WHAT THIS TASK INVOLVES | Treat the line containing "assert_eq!(controller.dragging(), None);" as the first line of the answer and the last line of the data as its final line, reproducing every line between exactly.

[Saved entries]

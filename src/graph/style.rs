use eframe::egui::Color32;

use super::model::{Entity, Relationship, TypeTag};

/// Fill used when no constructor scale can be built (no CLASS entities).
pub const DEFAULT_FILL: Color32 = Color32::WHITE;
pub const INTERFACE_FILL: Color32 = Color32::BLACK;

const PATTERN_TAGS: [TypeTag; 4] = [
    TypeTag::Strategy,
    TypeTag::Factory,
    TypeTag::Template,
    TypeTag::Decorator,
];

#[derive(Clone, Copy, Debug, PartialEq)]
pub struct ConstructorScale {
    low: f32,
    high: f32,
}

impl ConstructorScale {
    /// Domain is `[min - 3, max]`; `None` when there are no CLASS entities.
    pub fn from_entities(entities: &[Entity]) -> Option<Self> {
        let mut counts = entities
            .iter()
            .filter(|entity| entity.is_class())
            .map(|entity| entity.constructors);
        let first = counts.next()?;
        let (min, max) = counts.fold((first, first), |(min, max), count| {
            (min.min(count), max.max(count))
        });

        Some(Self {
            low: min as f32 - 3.0,
            high: max as f32,
        })
    }

    pub fn color(&self, constructors: u32) -> Color32 {
        let t = ((constructors as f32 - self.low) / (self.high - self.low)).clamp(0.0, 1.0);
        let fade = (255.0 * (1.0 - t)).round() as u8;
        Color32::from_rgb(255, fade, fade)
    }
}

pub fn fill_color(entity: &Entity, scale: Option<&ConstructorScale>) -> Color32 {
    if entity.is_interface() {
        return INTERFACE_FILL;
    }

    scale.map_or(DEFAULT_FILL, |scale| scale.color(entity.constructors))
}

/// First letters of the design-pattern tags carried by the entity, e.g. `"S, F"`.
pub fn pattern_glyph(types: &[TypeTag]) -> String {
    PATTERN_TAGS
        .iter()
        .filter(|tag| types.contains(*tag))
        .filter_map(|tag| tag.as_str().chars().next())
        .map(String::from)
        .collect::<Vec<_>>()
        .join(", ")
}

#[derive(Clone, Copy, Debug, PartialEq, Eq)]
pub enum StrokeDash {
    Solid,
    Dashed,
}

impl StrokeDash {
    pub fn for_entity(entity: &Entity) -> Self {
        if entity.has(&TypeTag::Abstract) {
            Self::Dashed
        } else {
            Self::Solid
        }
    }
}

pub fn stroke_width(entity: &Entity) -> f32 {
    entity.nb_variants as f32
}

pub fn contrast_color(fill: Color32) -> Color32 {
    let luminance =
        (0.299 * fill.r() as f32 + 0.587 * fill.g() as f32 + 0.114 * fill.b() as f32) / 255.0;
    if luminance > 0.5 {
        Color32::BLACK
    } else {
        Color32::WHITE
    }
}

pub fn entity_title(entity: &Entity) -> String {
    let types = entity
        .types
        .iter()
        .map(TypeTag::as_str)
        .collect::<Vec<_>>()
        .join(",");
    format!("types: {types}\nname: {}", entity.name)
}

pub fn relationship_title(relationship: &Relationship) -> String {
    format!(
        "source: {}\ntarget: {}",
        relationship.source, relationship.target
    )
}

#[cfg(test)]
mod tests {
    use super::*;
    use crate::graph::model::BASE_RADIUS;

    fn entity(name: &str, types: Vec<TypeTag>, constructors: u32) -> Entity {
        Entity {
            name: name.to_owned(),
            types,
            methods: 0,
            constructors,
            nb_variants: 2,
            radius: BASE_RADIUS,
        }
    }

    #[test]
    fn scale_spans_white_to_red_over_class_constructors() {
        let entities = vec![
            entity("A", vec![TypeTag::Class], 1),
            entity("B", vec![TypeTag::Class], 5),
            entity("I", vec![TypeTag::Interface], 40),
        ];
        let scale = ConstructorScale::from_entities(&entities).expect("class entities present");

        assert_eq!(scale.color(5), Color32::from_rgb(255, 0, 0));
        assert_eq!(scale.color(1), Color32::from_rgb(255, 146, 146));
        assert_eq!(fill_color(&entities[2], Some(&scale)), INTERFACE_FILL);
    }

    #[test]
    fn scale_is_absent_without_classes() {
        let entities = vec![entity("I", vec![TypeTag::Interface], 0)];
        assert_eq!(ConstructorScale::from_entities(&entities), None);

        let other = entity("E", vec![TypeTag::Other("ENUM".to_owned())], 1);
        assert_eq!(fill_color(&other, None), DEFAULT_FILL);
    }

    #[test]
    fn glyph_lists_patterns_in_fixed_priority_order() {
        let types = vec![TypeTag::Decorator, TypeTag::Class, TypeTag::Strategy];
        assert_eq!(pattern_glyph(&types), "S, D");
        assert_eq!(pattern_glyph(&[TypeTag::Class]), "");
    }

    #[test]
    fn abstract_entities_are_dashed() {
        let abstract_class = entity("A", vec![TypeTag::Class, TypeTag::Abstract], 0);
        assert_eq!(StrokeDash::for_entity(&abstract_class), StrokeDash::Dashed);
        assert_eq!(stroke_width(&abstract_class), 2.0);
    }

    #[test]
    fn label_contrast_follows_fill_luminance() {
        assert_eq!(contrast_color(Color32::BLACK), Color32::WHITE);
        assert_eq!(contrast_color(Color32::WHITE), Color32::BLACK);
        assert_eq!(contrast_color(Color32::from_rgb(255, 0, 0)), Color32::WHITE);
    }

    #[test]
    fn title_lists_types_then_name() {
        let shape = entity("Shape", vec![TypeTag::Class, TypeTag::Vp], 0);
        assert_eq!(entity_title(&shape), "types: CLASS,VP\nname: Shape");
    }
}
#[cfg(test)]
mod tests {
    use super::*;
    use crate::filter::FilterEngine;
    use crate::graph::style::DEFAULT_FILL;

    fn entity(name: &str, types: Vec<TypeTag>, constructors: u32) -> Entity {
        Entity {
            name: name.to_owned(),
            types,
            methods: 0,
            constructors,
            nb_variants: 1,
            radius: 12.0,
        }
    }

    fn class(name: &str) -> Entity {
        entity(name, vec![TypeTag::Class], 0)
    }

    fn relationship(source: &str, target: &str) -> Relationship {
        Relationship {
            source: source.to_owned(),
            target: target.to_owned(),
            source_types: Vec::new(),
            target_types: Vec::new(),
        }
    }

    fn data(entities: Vec<Entity>, relationships: Vec<Relationship>) -> GraphData {
        GraphData {
            entities,
            relationships,
        }
    }

    fn serials(controller: &RenderController) -> HashMap<String, u64> {
        controller
            .nodes()
            .iter()
            .map(|node| (node.name().to_owned(), node.serial()))
            .collect()
    }

    #[test]
    fn only_the_difference_enters_or_exits() {
        let colorer = PackageColorer::with_seed(1);
        let mut controller = RenderController::new(LayoutConfig::default());

        let first = data(
            vec![class("A"), class("B"), class("C")],
            vec![relationship("A", "B"), relationship("B", "C")],
        );
        let palette = Palette::new(&first.entities, &colorer);
        controller.reconcile(&first, &palette);
        let before = serials(&controller);

        let second = data(
            vec![class("A"), class("C"), class("D")],
            vec![relationship("A", "C")],
        );
        let mut delta = controller.reconcile(&second, &palette);
        delta.nodes.exited.sort();

        assert_eq!(delta.nodes.entered, vec!["D"]);
        assert_eq!(delta.nodes.exited, vec!["B"]);
        assert_eq!(delta.nodes.kept, 2);
        assert_eq!(delta.labels.entered, vec!["D"]);
        assert_eq!(delta.links.exited.len(), 2);
        assert_eq!(delta.links.entered.len(), 1);

        let after = serials(&controller);
        assert_eq!(after["A"], before["A"]);
        assert_eq!(after["C"], before["C"]);
        assert!(!before.values().any(|serial| *serial == after["D"]));
    }

    #[test]
    fn rebinding_the_same_data_changes_nothing() {
        let colorer = PackageColorer::with_seed(1);
        let mut controller = RenderController::new(LayoutConfig::default());
        let graph = data(vec![class("A"), class("B")], vec![relationship("A", "B")]);
        let palette = Palette::new(&graph.entities, &colorer);

        controller.reconcile(&graph, &palette);
        let delta = controller.reconcile(&graph, &palette);

        assert!(delta.nodes.entered.is_empty() && delta.nodes.exited.is_empty());
        assert!(delta.links.entered.is_empty() && delta.links.exited.is_empty());
        assert_eq!(delta.nodes.kept, 2);
    }

    #[test]
    fn surviving_nodes_keep_their_position() {
        let colorer = PackageColorer::with_seed(1);
        let mut controller = RenderController::new(LayoutConfig::default());
        let graph = data(
            vec![class("A"), class("B"), class("C")],
            vec![relationship("A", "B")],
        );
        let palette = Palette::new(&graph.entities, &colorer);
        controller.reconcile(&graph, &palette);
        controller.restart();
        for _ in 0..50 {
            controller.tick();
        }
        let position_of_a = controller.nodes()[0].position;

        let shrunk = data(vec![class("A"), class("B")], vec![relationship("A", "B")]);
        controller.reconcile(&shrunk, &palette);
        assert_eq!(controller.nodes()[0].position, position_of_a);
    }

    #[test]
    fn parallel_relationships_stay_distinct() {
        let colorer = PackageColorer::with_seed(1);
        let mut controller = RenderController::new(LayoutConfig::default());
        let graph = data(
            vec![class("A"), class("B")],
            vec![relationship("A", "B"), relationship("A", "B")],
        );
        let palette = Palette::new(&graph.entities, &colorer);
        controller.reconcile(&graph, &palette);

        let ordinals = controller
            .links()
            .iter()
            .map(|link| link.key.ordinal)
            .collect::<Vec<_>>();
        assert_eq!(ordinals, vec![0, 1]);
        assert_eq!(controller.links()[0].endpoints(), (0, 1));
    }

    #[test]
    fn links_to_unbound_nodes_are_skipped() {
        let colorer = PackageColorer::with_seed(1);
        let mut controller = RenderController::new(LayoutConfig::default());
        let graph = data(vec![class("A")], vec![relationship("A", "Ghost")]);
        let palette = Palette::new(&graph.entities, &colorer);
        controller.reconcile(&graph, &palette);
        assert!(controller.links().is_empty());
    }

    #[test]
    fn package_colors_restyle_survivors_in_place() {
        let mut engine = FilterEngine::new(PackageColorer::with_seed(5));
        let mut controller = RenderController::new(LayoutConfig::default());
        let graph = data(
            vec![
                entity("com.a.X", vec![TypeTag::Class], 2),
                entity("com.a.I", vec![TypeTag::Interface], 0),
            ],
            Vec::new(),
        );

        controller.reconcile(&graph, &Palette::new(&graph.entities, engine.set()));
        let serial = controller.nodes()[0].serial();
        assert_eq!(controller.nodes()[0].fill, Color32::from_rgb(255, 0, 0));

        engine.add_filter("com.a");
        let expected = engine.set().color_for_entity("com.a.X");
        let delta = controller.reconcile(&graph, &Palette::new(&graph.entities, engine.set()));

        assert!(delta.nodes.entered.is_empty());
        assert_eq!(controller.nodes()[0].serial(), serial);
        assert_eq!(controller.nodes()[0].fill, expected);
        assert_eq!(controller.nodes()[1].fill, INTERFACE_FILL);
        assert_eq!(controller.labels()[1].color, Color32::WHITE);
    }

    #[test]
    fn graphs_without_classes_fill_white() {
        let colorer = PackageColorer::with_seed(1);
        let mut controller = RenderController::new(LayoutConfig::default());
        let graph = data(
            vec![entity("E", vec![TypeTag::Other("ENUM".to_owned())], 3)],
            Vec::new(),
        );
        controller.reconcile(&graph, &Palette::new(&graph.entities, &colorer));
        assert_eq!(controller.nodes()[0].fill, DEFAULT_FILL);
        assert_eq!(controller.labels()[0].color, Color32::BLACK);
    }

    #[test]
    fn dragging_a_node_pins_it_under_the_pointer() {
        let colorer = PackageColorer::with_seed(1);
        let mut controller = RenderController::new(LayoutConfig::default());
        let graph = data(vec![class("A"), class("B")], vec![relationship("A", "B")]);
        controller.reconcile(&graph, &Palette::new(&graph.entities, &colorer));
        controller.restart();

        let target = controller.nodes()[1].position;
        let index = controller.node_at(target).expect("node under its own center");
        assert_eq!(controller.nodes()[index].name(), "B");

        controller.drag_start(index, Vec2::new(200.0, 0.0));
        controller.drag_move(Vec2::new(250.0, 10.0));
        controller.tick();
        assert_eq!(controller.nodes()[index].position, Vec2::new(250.0, 10.0));
        assert_eq!(controller.links()[0].end, Vec2::new(250.0, 10.0));

        controller.drag_end();
        assert_eq!(controller.dragging(), None);
        assert!(controller.is_running());
    }

    #[test]
    fn clearing_destroys_everything() {
        let colorer = PackageColorer::with_seed(1);
        let mut controller = RenderController::new(LayoutConfig::default());
        let graph = data(vec![class("A"), class("B")], vec![relationship("A", "B")]);
        controller.reconcile(&graph, &Palette::new(&graph.entities, &colorer));

        controller.clear();
        assert!(controller.is_empty());
        assert!(controller.links().is_empty() && controller.labels().is_empty());

        let delta = controller.reconcile(&graph, &Palette::new(&graph.entities, &colorer));
        assert_eq!(delta.nodes.entered.len(), 2);
    }
}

THE COMPLETED TASK |
        assert_eq!(controller.dragging(), None);
        assert!(controller.is_running());
    }

    #[test]
    fn clearing_destroys_everything() {
        let colorer = PackageColorer::with_seed(1);
        let mut controller = RenderController::new(LayoutConfig::default());
        let graph = data(vec![class("A"), class("B")], vec![relationship("A", "B")]);
        controller.reconcile(&graph, &Palette::new(&graph.entities, &colorer));

        controller.clear();
        assert!(controller.is_empty());
        assert!(controller.links().is_empty() && controller.labels().is_empty());

        let delta = controller.reconcile(&graph, &Palette::new(&graph.entities, &colorer));
        assert_eq!(delta.nodes.entered.len(), 2);
    }
}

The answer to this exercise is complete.